[Japanese|English]
Anchor graph hashing is a widely used hashing approach for nearest-neighbor search for high-dimensional data. We developed an efficient algorithm for anchor graph hashing that guarantees the same search results as the original algorithm of anchor graph hashing. The original algorithm incurs a high computational cost to compute hashes, but our algorithm is highly efficiency in obtaining hashes for large-scale data.
The original algorithm computes an m×m dense matrix representing the relationships between anchors to compute hashes.

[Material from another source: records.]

//! Public pipeline event vocabulary
//!
//! Every invocation, streaming or buffered, is reported as an ordered
//! sequence of `PipelineEvent`s: `connected`, then any number of
//! `processing`/`step`, then exactly one of `result` or `error`, with
//! `done` following `result` only.

use futures::Stream;
use serde::{Deserialize, Serialize};
use std::pin::Pin;
use std::task::{Context, Poll};
use tokio::sync::mpsc;

/// Event emitted while a pipeline invocation runs
#[derive(Debug, Clone, Serialize, Deserialize, PartialEq)]
#[serde(tag = "type", rename_all = "snake_case")]
pub enum PipelineEvent {
    /// Session resolved, run is starting
    Connected { session_id: String },
    /// A stage began executing
    Processing { message: String },
    /// Incremental progress from the running stage
    Step { text: String },
    /// Terminal success with the reduced output
    Result { content: String, session_id: String },
    /// Terminal failure
    Error { message: String },
    /// End-of-stream marker, follows `result` only
    Done,
}

impl PipelineEvent {
    /// Whether this event terminates the run (`result` or `error`)
    pub fn is_terminal(&self) -> bool {
        matches!(self, PipelineEvent::Result { .. } | PipelineEvent::Error { .. })
    }

    /// SSE event name for this variant
    pub fn event_name(&self) -> &'static str {
        match self {
            PipelineEvent::Connected { .. } => "connected",
            PipelineEvent::Processing { .. } => "processing",
            PipelineEvent::Step { .. } => "step",
            PipelineEvent::Result { .. } => "result",
            PipelineEvent::Error { .. } => "error",
            PipelineEvent::Done => "done",
        }
    }
}

/// Stream of pipeline events backed by an mpsc channel
pub struct EventStream {
    receiver: mpsc::Receiver<PipelineEvent>,
}

impl EventStream {
    /// Create a channel pair for building an event stream
    pub fn channel(buffer: usize) -> (mpsc::Sender<PipelineEvent>, Self) {
        let (tx, rx) = mpsc::channel(buffer);
        (tx, Self { receiver: rx })
    }

    /// Drain the stream, returning every event in order
    pub async fn collect_all(mut self) -> Vec<PipelineEvent> {
        let mut events = Vec::new();
        while let Some(event) = self.receiver.recv().await {
            events.push(event);
        }
        events
    }

    /// Drain the stream and return the terminal outcome
    ///
    /// Returns `Ok(content)` from the `result` event or `Err(message)` from
    /// the `error` event. A stream that closes without a terminal event is
    /// reported as an error.
    pub async fn into_outcome(mut self) -> Result<String, String> {
        let mut outcome = None;
        while let Some(event) = self.receiver.recv().await {
            match event {
                PipelineEvent::Result { content, .. } => outcome = Some(Ok(content)),
                PipelineEvent::Error { message } => outcome = Some(Err(message)),
                _ => {}
            }
        }
        outcome.unwrap_or_else(|| Err("stream closed before a terminal event".to_string()))
    }
}

impl Stream for EventStream {
    type Item = PipelineEvent;

    fn poll_next(mut self: Pin<&mut Self>, cx: &mut Context<'_>) -> Poll<Option<Self::Item>> {
        Pin::new(&mut self.receiver).poll_recv(cx)
    }
}

#[cfg(test)]
mod tests {
    use super::*;

    #[test]
    fn serializes_with_type_tag() {
        let event = PipelineEvent::Result {
            content: "done".to_string(),
            session_id: "s1".to_string(),
        };
        let json = serde_json::to_value(&event).unwrap();
        assert_eq!(json["type"], "result");
        assert_eq!(json["content"], "done");
        assert_eq!(json["session_id"], "s1");
    }

    #[test]
    fn terminal_classification() {
        assert!(PipelineEvent::Error {
            message: "x".to_string()
        }
        .is_terminal());
        assert!(!PipelineEvent::Done.is_terminal());
        assert!(!PipelineEvent::Connected {
            session_id: "s".to_string()
        }
        .is_terminal());
    }

    #[tokio::test]
    async fn into_outcome_picks_terminal_event() {
        let (tx, stream) = EventStream::channel(8);
        tx.send(PipelineEvent::Connected {
            session_id: "s".to_string(),
        })
        .await
        .unwrap();
        tx.send(PipelineEvent::Result {
            content: "final".to_string(),
            session_id: "s".to_string(),
        })
        .await
        .unwrap();
        tx.send(PipelineEvent::Done).await.unwrap();
        drop(tx);

        assert_eq!(stream.into_outcome().await, Ok("final".to_string()));
    }
}
//! Built-in agents and pipelines
//!
//! The server ships with a fixed roster: a chat flow (orchestrator feeding a
//! synthesizer), single-agent analyst and executor flows, and the three-stage
//! daily planner. Instruction text is configuration, not code; it lives here
//! verbatim so deployments run without any config file.

use crate::agents::config::{AgentConfig, HistoryMode, PipelineConfig, StageConfig};

/// Session used by chat-style flows when the request names none
pub const DEFAULT_CHAT_SESSION: &str = "default-session";

/// Session used by the daily planner when the request names none
pub const DEFAULT_PLAN_SESSION: &str = "daily-plan-session";

const ANALYST_INSTRUCTIONS: &str = r#"You are a professional Forex market analyst with expertise in technical analysis.

Your role is to:
1. Navigate to the given URL to gather market data
2. Analyze currency pair charts, price action, and market conditions
3. Identify key technical levels (support, resistance, pivot points)
4. Determine market bias (BULLISH, BEARISH, or NEUTRAL)
5. Provide clear, actionable analysis

When analyzing a currency pair:
- Look for trend direction using price action and chart patterns
- Identify key support and resistance levels
- Note any significant chart patterns (head and shoulders, triangles, etc.)
- Consider the overall market sentiment
- Provide a confidence level (0-100) for your analysis

Always return your analysis in the following JSON format:
{
  "symbol": "EURUSD",
  "bias": "BULLISH" | "BEARISH" | "NEUTRAL",
  "confidence": 0-100,
  "key_levels": {
    "support": [1.0500, 1.0450],
    "resistance": [1.0600, 1.0650]
  },
  "reasoning": "Brief explanation of your analysis",
  "entry_signal": true | false,
  "recommended_action": "BUY" | "SELL" | "WAIT"
}

Use the browser tools available to you to navigate websites, take screenshots, and gather the information needed for your analysis."#;

const EXECUTOR_INSTRUCTIONS: &str = r#"You are a trade execution specialist responsible for browser automation on trading platforms.

Your responsibilities:
1. Connect to and control the browser
2. Navigate to specific pages on the broker platform
3. Take screenshots of charts and trading interfaces
4. Execute buy and sell orders when instructed
5. Verify trade confirmations

Safety protocols:
- Always verify the current page before executing trades
- Take a screenshot before and after every trade action
- Confirm the correct trading pair is selected
- Report any errors or unexpected states immediately

When executing trades:
1. Verify you're on the correct trading pair
2. Confirm the trade direction (BUY/SELL)
3. Check lot size and risk parameters
4. Execute the trade
5. Capture confirmation screenshot
6. Report execution status

Respond with execution status in JSON format:
{
  "action": "BUY" | "SELL" | "SCREENSHOT" | "NAVIGATE",
  "status": "SUCCESS" | "FAILED" | "PENDING",
  "details": "description of what happened",
  "screenshot_path": "path to screenshot if applicable",
  "error": "error message if failed"
}"#;

const ORCHESTRATOR_INSTRUCTIONS: &str = r#"You are the ForexAI Orchestrator, responsible for coordinating analysis tasks across specialized agents.

Your role is to:
1. Understand the user's request and determine which tools/agents to use
2. Delegate tasks to the appropriate specialized agents
3. Coordinate multiple analyses when needed
4. Gather and compile results from all agents

AVAILABLE TOOLS:
- Analyst Agent: Use for market analysis, chart reading, and technical analysis tasks

WORKFLOW:
1. Parse the user's request to understand what analysis is needed
2. Call the appropriate tool(s) to gather information
3. Compile the results and pass them to the synthesizer

Always be thorough in your analysis and use the available tools to gather comprehensive market data.
When in doubt, use the analyst tool to get more information about market conditions.

Return all gathered information in a structured format that can be synthesized into a final response."#;

const SYNTHESIZER_INSTRUCTIONS: &str = r#"You are the ForexAI Synthesizer, responsible for processing analysis results and generating clear, actionable responses.

Your role is to:
1. Take the raw output from the orchestrator and its tools
2. Extract the key insights and findings
3. Format the response in a clear, professional manner
4. Highlight actionable recommendations

OUTPUT FORMAT:
Structure your response as follows:

## Market Analysis Summary
[Brief overview of the analysis performed]

## Key Findings
- [Finding 1]
- [Finding 2]
- [etc.]

## Technical Levels
- **Support**: [levels]
- **Resistance**: [levels]

## Market Bias
[BULLISH/BEARISH/NEUTRAL] - Confidence: [X]%

## Recommendation
[Clear action recommendation: BUY/SELL/WAIT with reasoning]

## Risk Considerations
[Any important caveats or risks to consider]

GUIDELINES:
- Be concise but comprehensive
- Use clear, professional language
- Highlight the most important information
- Always include a clear recommendation
- Note any limitations or uncertainties in the analysis"#;

const CHART_SCRAPER_INSTRUCTIONS: &str = r#"Your goal is to capture a high-timeframe screenshot of the market chart.

1. Navigate to the broker URL provided: {{ broker_url }}
2. Wait for the chart to load completely.
3. Take a screenshot of the page.
4. Respond with the path or confirmation that the screenshot was taken.

Use the tools provided by the Playwright MCP server to achieve this."#;

const STRATEGY_ANALYST_INSTRUCTIONS: &str = r#"You are a Master Forex Strategist.

CONTEXT:
1. Strategy PDF Rules: {{ strategy_pdf_text }}
2. Morning Chart Screenshot: {{ morning_chart_image }} (Analyze the visual data from the chart)

TASK:
Analyze the chart based strictly on the PDF rules provided in the context.
- Determine Market Bias (BULLISH, BEARISH, or NEUTRAL).
- Identify 3 Key Support/Resistance levels from the chart.
- Summarize the reasoning behind your bias and levels."#;

const PLAN_WRITER_INSTRUCTIONS: &str = r#"You will receive a JSON object containing a trading plan (bias, levels, and reasoning).
Extract this data and call the save_daily_plan tool to persist it to the database.
Report the status of the save operation."#;

/// Built-in agent roster
pub fn default_agents() -> Vec<AgentConfig> {
    vec![
        AgentConfig::new("analyst", "gemini", "gemini-1.5-pro", ANALYST_INSTRUCTIONS)
            .with_tools(vec!["mcp__playwright_*".to_string()]),
        AgentConfig::new("executor", "gemini", "gemini-1.5-pro", EXECUTOR_INSTRUCTIONS)
            .with_tools(vec!["mcp__playwright_*".to_string()]),
        AgentConfig::new(
            "orchestrator",
            "gemini",
            "gemini-1.5-pro",
            ORCHESTRATOR_INSTRUCTIONS,
        )
        .with_tools(vec!["analyst_agent".to_string()]),
        AgentConfig::new(
            "synthesizer",
            "gemini",
            "gemini-1.5-pro",
            SYNTHESIZER_INSTRUCTIONS,
        ),
        AgentConfig::new(
            "chart-scraper",
            "gemini",
            "gemini-1.5-flash",
            CHART_SCRAPER_INSTRUCTIONS,
        )
        .with_tools(vec!["mcp__playwright_*".to_string()]),
        // High-context stage that must reason from the PDF text alone, so
        // session history is withheld
        AgentConfig::new(
            "strategy-analyst",
            "gemini",
            "gemini-1.5-pro",
            STRATEGY_ANALYST_INSTRUCTIONS,
        )
        .with_history(HistoryMode::None),
        AgentConfig::new(
            "plan-writer",
            "gemini",
            "gemini-1.5-flash",
            PLAN_WRITER_INSTRUCTIONS,
        )
        .with_tools(vec!["save_daily_plan".to_string()]),
    ]
}

/// Built-in pipeline roster
pub fn default_pipelines() -> Vec<PipelineConfig> {
    vec![
        PipelineConfig {
            name: "analyst".to_string(),
            description: "Market analysis with browser tools".to_string(),
            stages: vec![StageConfig::new("analyst", "analysis")
                .with_announce("Analyzing market conditions")],
            default_session: DEFAULT_CHAT_SESSION.to_string(),
        },
        PipelineConfig {
            name: "executor".to_string(),
            description: "Trade execution on the broker platform".to_string(),
            stages: vec![StageConfig::new("executor", "execution")
                .with_announce("Executing trade instructions")],
            default_session: DEFAULT_CHAT_SESSION.to_string(),
        },
        PipelineConfig {
            name: "chat".to_string(),
            description: "Orchestrated analysis with a synthesized summary".to_string(),
            stages: vec![
                StageConfig::new("orchestrator", "orchestrator_output")
                    .with_announce("Coordinating analysis"),
                StageConfig::new("synthesizer", "summary")
                    .with_announce("Synthesizing final response"),
            ],
            default_session: DEFAULT_CHAT_SESSION.to_string(),
        },
        PipelineConfig {
            name: "daily-planner".to_string(),
            description: "Strict linear sequence to establish daily trading bias".to_string(),
            stages: vec![
                StageConfig::new("chart-scraper", "chart_capture")
                    .with_announce("Capturing the morning chart"),
                StageConfig::new("strategy-analyst", "daily_plan")
                    .with_announce("Analyzing the chart against the strategy rules"),
                StageConfig::new("plan-writer", "save_report")
                    .with_announce("Persisting the daily plan"),
            ],
            default_session: DEFAULT_PLAN_SESSION.to_string(),
        },
    ]
}

#[cfg(test)]
mod tests {
    use super::*;

    #[test]
    fn planner_pipeline_is_three_linear_stages() {
        let pipelines = default_pipelines();
        let planner = pipelines.iter().find(|p| p.name == "daily-planner").unwrap();
        let agents: Vec<_> = planner.stages.iter().map(|s| s.agent.as_str()).collect();
        assert_eq!(agents, ["chart-scraper", "strategy-analyst", "plan-writer"]);
        assert_eq!(planner.default_session, "daily-plan-session");
    }

    #[test]
    fn strategy_analyst_runs_without_history() {
        let agents = default_agents();
        let analyst = agents.iter().find(|a| a.name == "strategy-analyst").unwrap();
        assert_eq!(analyst.include_history, HistoryMode::None);
    }

    #[test]
    fn every_pipeline_stage_names_a_known_agent() {
        let agents = default_agents();
        for pipeline in default_pipelines() {
            for stage in &pipeline.stages {
                assert!(
                    agents.iter().any(|a| a.name == stage.agent),
                    "unknown agent {} in pipeline {}",
                    stage.agent,
                    pipeline.name
                );
            }
        }
    }
}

It computes the hashes from eigenvectors of the dense matrix. However, since it incurs high computational cost to compute eigendecomposition for the dense matrix, it requires large computational time to obtain the hashes. Our algorithm computes the eigenvalues of a sparse tridiagonal matrix that has the same eigenvalues as the dense matrix, and it computes the corresponding eigenvectors to efficiently obtain the hashes.
Our approach can reduce the computation time to obtain hashes up to 300 times faster than the original algorithm. Our algorithm enables us to compute hashes within one hour for large-scale datasets with tens of millions of data points and enable real-time nearest-neighbor search.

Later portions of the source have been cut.